Nobody writes a check on day one. But they will six, nine, or even 24 months later if you consistently hit the milestones you commit to. “Ideally you want to be a little bit above point C. So then they start building this line from A to B to C and can say, wow, I can actually trust Krenar as a Founder, as an entrepreneur. If he’s telling me he’s going to do ABC, he’s going to do D all the way to IPO, I’m going to back him up,” Krenar notes.
This long-term relationship building also yields better terms and more engaged investors who understand your business deeply.
Lesson 6: Get Physically Close to the Problem
When asked for his number one piece of advice for supply chain tech founders, Krenar doesn’t hesitate: “You have to be close to customers, especially in supply chain logistics. It’s such an operational world, such a daily basis. Things change. Go and figure out. Visit warehouses, visit logistics centers, visit DC’s distribution centers, figure out a way how to get in with customers as much as possible early on so you can learn where the pain points are.”
This isn’t about conducting user interviews in a conference room. It’s about seeing the physical reality of how products move through the supply chain. Krenar’s initial insight about disposable trackers came from watching a truck driver named Tony move lobster and scallops with temperature sensors that only provided data at the end of the shipment. That physical observation sparked the entire business pivot.
Lesson 7: Early-Stage Marketing Requires Hustlers, Not Strategists
Building Tive’s marketing team taught Krenar that early-stage needs differ dramatically from growth-stage needs. “In the beginning, when you build out a marketing team, you want to find, I would say, hustlers in the beginning.

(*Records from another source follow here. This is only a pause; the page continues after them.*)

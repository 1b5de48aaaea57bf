use bevy::diagnostic::{DiagnosticsStore, FrameTimeDiagnosticsPlugin};
use bevy::prelude::*;

use crate::rpc::web_rpc::WebRpcInterface;

#[cfg(not(target_arch = "wasm32"))]
use crate::engine::core::app_state::FpsText;

pub fn fps_notification_system(
    mut rpc_interface: ResMut<WebRpcInterface>,
    diagnostics: Res<DiagnosticsStore>,
    mut last_send_time: Local<f32>,
    time: Res<Time>,
) {
    let current_time = time.elapsed_secs();

    // Send FPS every 0.5 seconds
    if current_time - *last_send_time >= 0.5 {
        if let Some(fps) = diagnostics.get(&FrameTimeDiagnosticsPlugin::FPS) {
            if let Some(value) = fps.smoothed() {
                rpc_interface.send_notification(
                    "fps_update",
                    serde_json::json!({
                        "fps": value as f32
                    }),
                );
                *last_send_time = current_time;
            }
        }
    }
}

#[cfg(not(target_arch = "wasm32"))]
pub fn fps_text_update_system(
    diagnostics: Res<DiagnosticsStore>,
    mut query: Query<&mut Text, With<FpsText>>,
) {
    for mut text in &mut query {
        if let Some(fps) = diagnostics.get(&FrameTimeDiagnosticsPlugin::FPS) {
            if let Some(value) = fps.smoothed() {
                text.0 = format!("FPS: {value:.1}");
            }
        }
    }
}
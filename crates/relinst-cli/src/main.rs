use clap::Parser;
use relinst_core::logging;

mod cli;

use crate::cli::Cli;

fn main() {
    // Usage errors exit with status 2 from inside clap.
    let cli = Cli::parse();

    if let Err(err) = logging::init_logging(cli.debug) {
        logging::init_logging_stderr();
        tracing::warn!("{:#}", err);
    }

    if let Err(err) = cli.run() {
        eprintln!("relinst error: {:#}", err);
        std::process::exit(1);
    }
}
//! Tests for the default (install) mode.

use super::parse;
use crate::cli::Cli;
use clap::Parser;
use std::path::Path;

#[test]
fn cli_parse_defaults() {
    let cli = parse(&["relinst"]);
    assert_eq!(cli.tag, "latest");
    assert!(!cli.launch);
    assert!(!cli.debug);
    assert!(!cli.verify_cache);
    assert!(cli.bin_dir.is_none());
    assert!(cli.config.is_none());
    assert!(cli.tool_args.is_empty());
}

#[test]
fn cli_parse_bin_dir_and_tag() {
    let cli = parse(&["relinst", "-b", "/opt/bin", "-d", "1.2.3"]);
    assert_eq!(cli.bin_dir.as_deref(), Some(Path::new("/opt/bin")));
    assert!(cli.debug);
    assert_eq!(cli.tag, "1.2.3");
}

#[test]
fn cli_parse_long_flags() {
    let cli = parse(&[
        "relinst",
        "--bin-dir",
        "/tmp/b",
        "--config",
        "/etc/relinst.toml",
        "v2.0.0",
    ]);
    assert_eq!(cli.bin_dir.as_deref(), Some(Path::new("/tmp/b")));
    assert_eq!(cli.config.as_deref(), Some(Path::new("/etc/relinst.toml")));
    assert_eq!(cli.tag, "v2.0.0");
}

#[test]
fn cli_rejects_second_positional() {
    assert!(Cli::try_parse_from(["relinst", "v1", "v2"]).is_err());
}

#[test]
fn cli_verify_cache_requires_launch() {
    assert!(Cli::try_parse_from(["relinst", "--verify-cache"]).is_err());
}

#[test]
fn cli_usage_error_exits_with_2() {
    let err = Cli::try_parse_from(["relinst", "--no-such-flag"]).unwrap_err();
    assert_eq!(err.exit_code(), 2);
}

Definitely. People who are willing to roll up their sleeve and do everything on their own, whether it’s press release, whether it’s guerrilla marketing, whether it’s understanding how Google Ads, how LinkedIn ads work, whether it’s SEO search,” he explains.

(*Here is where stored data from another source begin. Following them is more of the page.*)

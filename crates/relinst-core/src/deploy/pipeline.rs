//! Download → verify → materialize steps shared by install and launch.

use crate::asset::AssetDescriptor;
use crate::cache::set_executable;
use crate::checksum::{self, ChecksumMode};
use crate::config::ProjectConfig;
use crate::error::Error;
use crate::fetch::{fetch_to_file, temp_path, Fetch};
use crate::platform::Platform;
use crate::release;
use crate::unpack::{locate_executable, unpack};
use anyhow::{Context, Result};
use std::fs;
use std::path::{Path, PathBuf};

/// The steps for one resolved release on one platform.
pub(crate) struct Pipeline<'a> {
    pub config: &'a ProjectConfig,
    pub fetcher: &'a dyn Fetch,
    pub platform: &'a Platform,
    pub tag: &'a str,
    pub asset: &'a AssetDescriptor,
}

impl Pipeline<'_> {
    fn download_error(&self, what: String, candidates: Vec<String>) -> Error {
        Error::Download {
            what,
            platform: self.platform.to_string(),
            tag: self.tag.to_string(),
            candidates,
        }
    }

    /// Fetches the asset into `dir`. Assets are fetched without the API token.
    pub fn download_asset(&self, dir: &Path) -> Result<PathBuf> {
        let url = release::asset_url(self.config, self.tag, &self.asset.filename)?;
        let dest = dir.join(&self.asset.filename);
        tracing::info!("downloading {}", url);
        if !fetch_to_file(self.fetcher, &url, None, &dest)? {
            return Err(self.download_error(format!("asset {}", url), Vec::new()).into());
        }
        Ok(dest)
    }

    /// Fetches the first checksum candidate that exists into `dir`.
    pub fn download_checksum(&self, dir: &Path) -> Result<(PathBuf, ChecksumMode)> {
        let mut tried = Vec::new();
        for candidate in &self.asset.checksum_candidates {
            let url = release::asset_url(self.config, self.tag, &candidate.name)?;
            tried.push(candidate.name.clone());
            let dest = dir.join(&candidate.name);
            if fetch_to_file(self.fetcher, &url, None, &dest)? {
                tracing::debug!("using checksum source {}", candidate.name);
                return Ok((dest, candidate.mode));
            }
            tracing::debug!("checksum candidate {} not found", candidate.name);
        }
        Err(self
            .download_error(format!("checksum for {}", self.asset.filename), tried)
            .into())
    }

    /// `{step} {asset} (tag, platform, checksum candidates)` for error context.
    fn describe(&self, step: &str) -> String {
        format!(
            "{} {} (tag {}, platform {}, checksum candidates: {})",
            step,
            self.asset.filename,
            self.tag,
            self.platform,
            self.asset.candidate_names().join(", ")
        )
    }

    pub fn verify(&self, asset: &Path, source: &Path, mode: ChecksumMode) -> Result<String> {
        checksum::verify(asset, source, &self.asset.filename, mode)
            .with_context(|| self.describe("verify"))
    }

    /// Produces an executable at `dest` from a verified asset, unpacking
    /// archives into `work_dir` first. `dest` appears only once complete.
    pub fn materialize(&self, asset: &Path, work_dir: &Path, dest: &Path) -> Result<()> {
        self.extract_to(asset, work_dir, dest)
            .with_context(|| self.describe("extract"))
    }

    fn extract_to(&self, asset: &Path, work_dir: &Path, dest: &Path) -> Result<()> {
        if let Some(parent) = dest.parent() {
            fs::create_dir_all(parent).with_context(|| format!("create {}", parent.display()))?;
        }
        let source = if self.asset.format.is_archive() {
            if work_dir.exists() {
                fs::remove_dir_all(work_dir)
                    .with_context(|| format!("clear {}", work_dir.display()))?;
            }
            unpack(asset, self.asset.format, work_dir)?;
            locate_executable(work_dir, &self.config.binary, &self.config.project)?
        } else {
            asset.to_path_buf()
        };
        place_executable(&source, dest)?;
        if self.asset.format.is_archive() {
            if let Err(e) = fs::remove_dir_all(work_dir) {
                tracing::debug!("could not remove {}: {}", work_dir.display(), e);
            }
        }
        Ok(())
    }
}

/// Copies `source` to `dest` via a `.part` file, marking it executable before
/// the final rename.
pub(crate) fn place_executable(source: &Path, dest: &Path) -> Result<()> {
    let part = temp_path(dest);
    fs::copy(source, &part)
        .with_context(|| format!("copy {} -> {}", source.display(), part.display()))?;
    let placed = set_executable(&part).and_then(|()| {
        fs::rename(&part, dest)
            .with_context(|| format!("rename {} -> {}", part.display(), dest.display()))
    });
    if placed.is_err() {
        let _ = fs::remove_file(&part);
    }
    placed
}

The shift happens around $10-20 million in ARR when data-driven marketing becomes critical. But until then, you need people willing to try everything and move fast. The early marketing function is about rapid experimentation and learning, not optimization.
Today, Tive has 205 employees and aims to reach $200 million in revenue within three to five years as they prepare for an IPO. The journey from a side project for his father-in-law’s trucking company to a category-defining platform came down to one principle: get close to customers, learn from them relentlessly, and execute on what they teach you. Everything else follows.